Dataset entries
_____
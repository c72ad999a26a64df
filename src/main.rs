//! PDF Analyzer Server
//!
//! Accepts PDF uploads, renders per-page SVG overlays of extracted words and
//! images, and keeps the extracted data in SQLite.

use std::net::SocketAddr;

use anyhow::Context;
use tokio::signal;
use tracing_subscriber::{layer::SubscriberExt, util::SubscriberInitExt};

use pdf_analyzer_server::config::Config;
use pdf_analyzer_server::db;
use pdf_analyzer_server::routes;
use pdf_analyzer_server::state::AppState;

#[tokio::main]
async fn main() -> anyhow::Result<()> {
    // Initialize tracing
    tracing_subscriber::registry()
        .with(tracing_subscriber::EnvFilter::try_from_default_env()
            .unwrap_or_else(|_| "pdf_analyzer_server=debug,tower_http=debug".into()))
        .with(tracing_subscriber::fmt::layer())
        .init();

    // Load configuration
    dotenvy::dotenv().ok();

    let config = Config::from_env().unwrap_or_else(|e| {
        tracing::warn!("Failed to load config from env: {}, using defaults", e);
        Config::default()
    });

    tracing::info!("Starting PDF Analyzer Server v{}", env!("CARGO_PKG_VERSION"));
    tracing::info!("Upload directory: {}", config.storage.upload_dir.display());
    tracing::info!("Output directory: {}", config.storage.analyzed_dir.display());

    // Initialize database
    let db_pool = db::create_pool(&config.database.url, config.database.max_connections)
        .await
        .context("Failed to initialize database")?;
    tracing::info!("Database initialized at {}", config.database.url);

    let host: std::net::IpAddr = config
        .server
        .host
        .parse()
        .with_context(|| format!("Invalid SERVER_HOST: {}", config.server.host))?;
    let addr = SocketAddr::new(host, config.server.port);

    let app_state = AppState::new(config, db_pool);
    app_state
        .files()
        .ensure_dirs()
        .await
        .context("Failed to create storage directories")?;

    let app = routes::router(app_state);

    // Start server with graceful shutdown
    tracing::info!("PDF Analyzer Server listening on {}", addr);

    let listener = tokio::net::TcpListener::bind(addr)
        .await
        .with_context(|| format!("Failed to bind {}", addr))?;

    axum::serve(listener, app)
        .with_graceful_shutdown(shutdown_signal())
        .await
        .context("Server error")?;

    tracing::info!("Server shutdown complete");
    Ok(())
}

/// Graceful shutdown signal handler
async fn shutdown_signal() {
    let ctrl_c = async {
        if let Err(e) = signal::ctrl_c().await {
            tracing::error!("Failed to install Ctrl+C handler: {}", e);
            std::future::pending::<()>().await;
        }
    };

    #[cfg(unix)]
    let terminate = async {
        match signal::unix::signal(signal::unix::SignalKind::terminate()) {
            Ok(mut sig) => {
                sig.recv().await;
            }
            Err(e) => {
                tracing::error!("Failed to install SIGTERM handler: {}", e);
                std::future::pending::<()>().await;
            }
        }
    };

    #[cfg(not(unix))]
    let terminate = std::future::pending::<()>();

    tokio::select! {
        _ = ctrl_c => {
            tracing::info!("Received Ctrl+C, starting graceful shutdown...");
        },
        _ = terminate => {
            tracing::info!("Received SIGTERM, starting graceful shutdown...");
        },
    }
}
_____
◆ **TASK DESCRIPTION**: In the data above, how many lines include the word "database"? Answer with the number only.

◆ **TASK RESULT**: 4